In any case, what Musk seems to be able to do — what I witnessed in the video — was get a group of experts to talk through a complex issue. For a company that is building leading edge things, that is an immensely valuable skill — perhaps the most valuable.
Chief Product Owner
Elon Musk is the CEO of SpaceX, but SpaceX’s description of Musk says that he “oversees the development and manufacturing of advanced rockets and spacecraft for missions to and beyond Earth orbit.”
An important person in the company is Gwynne Shotwell. As president and COO, she runs the company, but she is also very involved with customer relationships — specifically NASA and satellite customers. She is arguably the chief product owner for those customers. But for the company’s long term vision, Musk is the product owner. The vision to go to Mars is his.
Musk describes himself as the chief rocket engineer. He is not a CEO who spends all his time looking at financial projections and market performance numbers. Instead, he is focused on the products and the company’s mission. He claims to spend 80% of his time “doing engineering”.
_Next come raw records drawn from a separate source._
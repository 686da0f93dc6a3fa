//! AWS Athena query execution for fleetpulse.
//!
//! [`AthenaExecutor`] wraps the Athena SDK behind the [`QueryExecutor`]
//! trait: submit a query, poll until it finishes, page the results into a
//! [`fleetpulse_core::QueryTable`]. Connection settings come from the
//! environment via [`AthenaSettings`].

pub mod client;
pub mod config;
pub mod error;

pub use client::{
    AthenaExecutor, ConnectionReport, QueryExecutor, QueryRequest, QuerySubmission,
    DEFAULT_QUERY_TIMEOUT_SECS,
};
pub use config::AthenaSettings;
pub use error::AthenaError;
Yet SpaceX was co-founded with Tom Mueller, a rocket engineer then working for TRW. Musk could have handed off the design of SpaceX’s rockets to Mueller, who was an expert, but instead Musk learned all he could from Mueller. Mueller led the design of SpaceX’s Merlin rocket engine — the engine that powers all of their current vehicles — and also led the design of the Draco thrusters used by the Dragon capsule’s crew escape system. But rather than leaving all that to Mueller, Musk stayed deeply involved with all of the decisions about their product technology, to the point where today he considers himself to be a “rocket engineer” and his actual title is “CEO and chief designer”.
One could not ask for a better Agile Product Owner. Musk has defined the vision for SpaceX — to “make humans a spacefaring species” — but he takes responsibility for the product — at all levels. He does not treat technical issues as outside of his purview. Everything about the product and how it is designed, tested, and produced is of interest to him. He has experts to turn to, but he wants to know everything he can about what the product does, and how it will work, and the entire ecosystem that produces the product, because all of that affects the mission — and the ability to attain his vision.